April 3, 2024 | Leadership, Women in healthcare
What should the future of women’s healthcare look like? Two renowned physicians say it involves a multidisciplinary, holistic approach, where a group of different specialists work together to provide a lifetime course of holistic primary and specialty care.

Career choices are driven by many factors. In medicine, doctors are often drawn to a particular specialty following a personal experience. That is the case with Dr. Sarah Jarvis, MBE, General Practitioner, and resident doctor on BBC Radio 2.
“I decided at the age of seven or eight that I wanted to be a GP—not a doctor, but a GP!” Jarvis says, an early career decision based on her interaction with the family physician who came to the house to treat her father. “I was absolutely overawed by this almost mythical figure who came and made my daddy better. He was somebody who genuinely made a difference,” she recalls.

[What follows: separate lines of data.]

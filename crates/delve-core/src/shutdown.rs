use std::sync::atomic::{AtomicBool, Ordering};
use std::sync::mpsc::{self, Receiver, RecvTimeoutError};
use std::sync::{Condvar, Mutex, PoisonError};
use std::thread::{self, JoinHandle};
use std::time::Duration;

use tracing::{debug, error};

use crate::error::{Error, Result};

/// A shutdown signal that supports interruptible waits.
///
/// Unlike `thread::sleep()`, waits on this signal can be interrupted
/// immediately when shutdown is triggered.
pub struct ShutdownSignal {
    shutdown: AtomicBool,
    condvar: Condvar,
    mutex: Mutex<()>,
}

impl ShutdownSignal {
    /// Create a new shutdown signal in the non-shutdown state.
    pub fn new() -> Self {
        Self {
            shutdown: AtomicBool::new(false),
            condvar: Condvar::new(),
            mutex: Mutex::new(()),
        }
    }

    /// Trigger the shutdown signal, waking all waiting threads.
    pub fn trigger(&self) {
        self.shutdown.store(true, Ordering::SeqCst);
        let _guard = self.mutex.lock().unwrap_or_else(PoisonError::into_inner);
        self.condvar.notify_all();
    }

    pub fn is_shutdown(&self) -> bool {
        self.shutdown.load(Ordering::SeqCst)
    }

    /// Wait for the specified duration or until shutdown is triggered.
    ///
    /// Returns `true` if shutdown was triggered, `false` if the wait completed normally.
    pub fn wait(&self, duration: Duration) -> bool {
        if self.is_shutdown() {
            return true;
        }

        let guard = self.mutex.lock().unwrap_or_else(PoisonError::into_inner);
        match self
            .condvar
            .wait_timeout_while(guard, duration, |_| !self.is_shutdown())
        {
            Ok((_, timeout_result)) => !timeout_result.timed_out(),
            // Mutex poisoned, treat as shutdown
            Err(_) => true,
        }
    }
}

impl Default for ShutdownSignal {
    fn default() -> Self {
        Self::new()
    }
}

/// Named background thread that can be joined with a deadline.
///
/// The thread reports completion on a channel, so `join` can give up after a
/// timeout instead of blocking on `JoinHandle::join`.
pub struct Worker {
    name: &'static str,
    done: Receiver<()>,
    handle: JoinHandle<()>,
}

impl Worker {
    pub fn spawn<F>(name: &'static str, body: F) -> Result<Self>
    where
        F: FnOnce() + Send + 'static,
    {
        let (tx, done) = mpsc::channel();
        let handle = thread::Builder::new()
            .name(name.to_string())
            .spawn(move || {
                body();
                let _ = tx.send(());
            })?;
        debug!("Started worker {}", name);
        Ok(Self { name, done, handle })
    }

    pub fn name(&self) -> &'static str {
        self.name
    }

    /// Wait up to `timeout` for the thread to finish.
    ///
    /// On timeout the thread is detached and `WorkerJoinTimeout` is returned.
    /// A thread that panicked is reported as `WorkerPanicked`.
    pub fn join(self, timeout: Duration) -> Result<()> {
        match self.done.recv_timeout(timeout) {
            // Disconnected: the sender was dropped while the body unwound
            Ok(()) | Err(RecvTimeoutError::Disconnected) => {
                if self.handle.join().is_err() {
                    error!("Worker {} panicked", self.name);
                    return Err(Error::WorkerPanicked(self.name));
                }
                debug!("Stopped worker {}", self.name);
                Ok(())
            }
            Err(RecvTimeoutError::Timeout) => {
                error!(
                    "Worker {} did not stop within {:?}, detaching",
                    self.name, timeout
                );
                Err(Error::WorkerJoinTimeout(self.name))
            }
        }
    }
}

The mythical GP also gave the fascinated 8-year-old a needle and syringe to “play with” afterwards, says Jarvis, acknowledging that house calls and offering syringes as playthings are both unthinkable today. “I started injecting my teddy bear with [the soft drink] Ribena, and I kept the needle very carefully in a cork.” And from then on, I’ve never wavered. I went all the way through Cambridge and Oxford always wanting to be a GP” — though she kept her aspirations under her hat since the feeling was that at Cambridge and Oxford “we train professors!”

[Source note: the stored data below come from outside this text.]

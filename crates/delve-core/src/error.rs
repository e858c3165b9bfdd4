use thiserror::Error;

#[derive(Debug, Error)]
pub enum Error {
    #[error("Payload too short for opcode {opcode:#06x}: need {needed} bytes, got {actual}")]
    PayloadTooShort {
        opcode: u16,
        needed: usize,
        actual: usize,
    },

    #[error("Invalid opcode table: {0}")]
    InvalidOpcodes(String),

    #[error("Failed to read object table: {0}")]
    ObjectTableRead(String),

    #[error("Failed to interact with object {object_id:#x}: {message}")]
    InteractionFailed { object_id: u32, message: String },

    #[error("Worker '{0}' did not stop in time")]
    WorkerJoinTimeout(&'static str),

    #[error("Worker '{0}' panicked")]
    WorkerPanicked(&'static str),

    #[error("IO error: {0}")]
    Io(#[from] std::io::Error),

    #[error("JSON error: {0}")]
    Json(#[from] serde_json::Error),

    #[error("TOML parse error: {0}")]
    TomlDe(#[from] toml::de::Error),

    #[error("TOML write error: {0}")]
    TomlSer(#[from] toml::ser::Error),
}

pub type Result<T> = std::result::Result<T, Error>;

impl Error {
    /// Check if this error is a "file not found" error
    pub fn is_not_found(&self) -> bool {
        matches!(self, Error::Io(e) if e.kind() == std::io::ErrorKind::NotFound)
    }

    /// Errors the scan loop can ride out by retrying on the next tick
    pub fn is_transient(&self) -> bool {
        matches!(
            self,
            Error::ObjectTableRead(_) | Error::InteractionFailed { .. }
        )
    }
}
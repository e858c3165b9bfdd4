use serde::{Deserialize, Serialize};
use strum::{Display, IntoStaticStr};

/// Territory ids of Palace of the Dead floors
pub const PALACE_OF_THE_DEAD_ZONES: &[u16] = &[
    561, 562, 563, 564, 565, 593, 594, 595, 596, 597, 598, 599, 600, 601, 602, 603, 604, 605, 606,
    607,
];

/// Territory ids of Heaven-on-High floors
pub const HEAVEN_ON_HIGH_ZONES: &[u16] = &[770, 771, 772, 773, 774, 775, 782, 783, 784, 785];

/// Territory ids of Eureka Orthos floors
pub const EUREKA_ORTHOS_ZONES: &[u16] = &[
    1099, 1100, 1101, 1102, 1103, 1104, 1105, 1106, 1107, 1108,
];

#[derive(
    Debug, Clone, Copy, PartialEq, Eq, Hash, Serialize, Deserialize, IntoStaticStr, Display,
)]
pub enum DungeonKind {
    #[strum(serialize = "Palace of the Dead")]
    PalaceOfTheDead,
    #[strum(serialize = "Heaven-on-High")]
    HeavenOnHigh,
    #[strum(serialize = "Eureka Orthos")]
    EurekaOrthos,
}

impl DungeonKind {
    /// Dungeon variant a territory belongs to
    pub fn from_zone(zone: u16) -> Option<Self> {
        if PALACE_OF_THE_DEAD_ZONES.contains(&zone) {
            Some(Self::PalaceOfTheDead)
        } else if HEAVEN_ON_HIGH_ZONES.contains(&zone) {
            Some(Self::HeavenOnHigh)
        } else if EUREKA_ORTHOS_ZONES.contains(&zone) {
            Some(Self::EurekaOrthos)
        } else {
            None
        }
    }

    pub fn zones(&self) -> &'static [u16] {
        match self {
            Self::PalaceOfTheDead => PALACE_OF_THE_DEAD_ZONES,
            Self::HeavenOnHigh => HEAVEN_ON_HIGH_ZONES,
            Self::EurekaOrthos => EUREKA_ORTHOS_ZONES,
        }
    }

    pub fn name(&self) -> &'static str {
        self.into()
    }
}

/// True when the territory is a floor of any supported dungeon
pub fn in_deep_dungeon(zone: u16) -> bool {
    DungeonKind::from_zone(zone).is_some()
}
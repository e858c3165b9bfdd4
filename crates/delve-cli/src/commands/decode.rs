//! Decode command implementation.
//!
//! Prints the payload as a hexdump followed by the dungeon signal it carries,
//! which is handy when checking opcode tables against a new game patch.

use anyhow::Result;
use delve_core::{Direction, DungeonSignal, NetworkMessage, OpcodeTable, decode_signal};
use owo_colors::OwoColorize;
use std::path::Path;

use super::hex_utils::{format_opcode, parse_hex_bytes, parse_hex_u16};
use super::{hexdump, load_opcode_table};

/// Run the decode command
pub fn run(opcode: &str, payload: &str, opcodes: Option<&Path>) -> Result<()> {
    let opcode = parse_hex_u16(opcode)?;
    let payload = parse_hex_bytes(payload)?;
    let table = load_opcode_table(opcodes)?;

    println!(
        "Opcode {} ({}), {} bytes:",
        format_opcode(opcode),
        opcode_name(opcode, &table),
        payload.len()
    );
    println!();
    for line in hexdump::format(&payload, true) {
        println!("{}", line);
    }
    println!();

    match decode(opcode, &payload, &table) {
        Ok(Some(signal)) => println!("Signal: {}", format!("{:?}", signal).green()),
        Ok(None) => println!("{}", "No dungeon signal".dimmed()),
        Err(e) => println!("{} {}", "Decode error:".red(), e),
    }
    Ok(())
}

fn opcode_name(opcode: u16, table: &OpcodeTable) -> &'static str {
    if opcode == table.system_log_message {
        "SystemLogMessage"
    } else if opcode == table.actor_control_self {
        "ActorControlSelf"
    } else {
        "unknown"
    }
}

/// Decode a server-to-client payload
pub fn decode(
    opcode: u16,
    payload: &[u8],
    table: &OpcodeTable,
) -> delve_core::Result<Option<DungeonSignal>> {
    let msg = NetworkMessage {
        payload,
        opcode,
        source_actor: 0,
        target_actor: 0,
        direction: Direction::ZoneDown,
    };
    decode_signal(&msg, table)
}
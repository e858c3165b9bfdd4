//! CLI command implementations.

pub mod decode;
pub mod hex_utils;
pub mod hexdump;
pub mod init_config;
pub mod replay;

use anyhow::{Context, Result};
use delve_core::{OpcodeTable, load_opcodes};
use std::path::Path;
use tracing::info;

/// Opcode table from `path`, or the built-in defaults
pub fn load_opcode_table(path: Option<&Path>) -> Result<OpcodeTable> {
    match path {
        Some(path) => {
            let table = load_opcodes(path)
                .with_context(|| format!("Failed to load opcodes from {}", path.display()))?;
            info!("Loaded opcodes version: {}", table.version);
            Ok(table)
        }
        None => Ok(OpcodeTable::default()),
    }
}
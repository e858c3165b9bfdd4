//! Dungeon run tracking: consumables, trap state, per-floor bookkeeping and
//! the progression state machine.

mod interaction;
mod pomander;
mod run;
mod tracker;
mod trap;

pub use interaction::{InteractionMemory, is_chest_open_safe};
pub use pomander::Pomander;
pub use run::{PendingFloorEffects, RunState, RunSummary};
pub use tracker::{ExitReason, ProgressTracker, RunEvent};
pub use trap::TrapStatus;
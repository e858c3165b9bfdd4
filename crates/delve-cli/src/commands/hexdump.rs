//! Hexdump formatting for message payloads.
//!
//! # Output Format
//!
//! ```text
//! 0x000: 6D 00 00 00 01 EA 00 00  01 00 00 00 00 00 00 00  |m...............|
//! ```

/// Format bytes in traditional hexdump layout, one line per 16 bytes
pub fn format(bytes: &[u8], ascii: bool) -> Vec<String> {
    bytes
        .chunks(16)
        .enumerate()
        .map(|(i, chunk)| format_line(i * 16, chunk, ascii))
        .collect()
}

fn format_line(offset: usize, chunk: &[u8], ascii: bool) -> String {
    let mut line = format!("0x{:03X}: ", offset);

    for j in 0..16 {
        if j == 8 {
            line.push(' ');
        }
        match chunk.get(j) {
            Some(byte) => line.push_str(&format!("{:02X} ", byte)),
            None => line.push_str("   "),
        }
    }

    if ascii {
        line.push_str(" |");
        for byte in chunk {
            if *byte >= 0x20 && *byte < 0x7F {
                line.push(*byte as char);
            } else {
                line.push('.');
            }
        }
        for _ in chunk.len()..16 {
            line.push(' ');
        }
        line.push('|');
    }

    line
}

The episode’s other renowned guest, Dr. Bharati Shivalkar, Senior Medical Director for Rare Cardiology at Pfizer and Practicing Consultant Cardiologist at Delta Hospital in Brussels, Belgium, says she settled on a career in medicine somewhat later—at about age 11.
Both physicians agree that one of the (many) gaps in women’s healthcare today is around communication, and creating a safe pathway for open, honest dialog between doctors and patients.
“Communication skills are crucial,” says Jarvis. “They are not ‘soft skills.’ If I have 2 patients come to me, they may have very different priorities depending on what else is going on in their lives. If I don’t know that, and respect that, then they are much less likely to get the treatment that A), they need, and B), are likely to stick with.”
The benefits are many: fewer complications and return visits means a lightened physician workload (and hopefully reduced burnout). Helping women feel better makes their life better, and that of their families. And since many patients are of working age, it will “have a socioeconomic impact. It [has] a ripple effect on communities,” Jarvis says.
There are some exciting advances in women’s health, adds Shivalkar, including “strong movements in certain domains to create equitable, women-centered care involving a multitude of stakeholders.” The future of women’s health, both physicians believe, is a model where different specialists look at women’s issues and work together to provide a lifetime course of care that includes but extends beyond sexual and reproductive health. It’s important to understand that “many sex-specific and sex-related health issues” for example “may eventually cause cardiovascular disease, which takes a huge toll not only on the individual but society at large,” Shivalkar says.
At The World Economic Forum in Davos this year, “the importance of redesigning healthcare for women with women in mind and addressing the healthcare gap” was emphasized, says Shivalkar, largely because it is finally being recognized that it’s “going to create huge societal economic benefits. There’s talk about creating a trillion-dollar business or generating trillion-dollar businesses through improving women’s health. And recently, there’s also been more cultural investments in women’s health research.
“When you put it in terms of economics,” Shivalkar says, “you get a lot more attention.”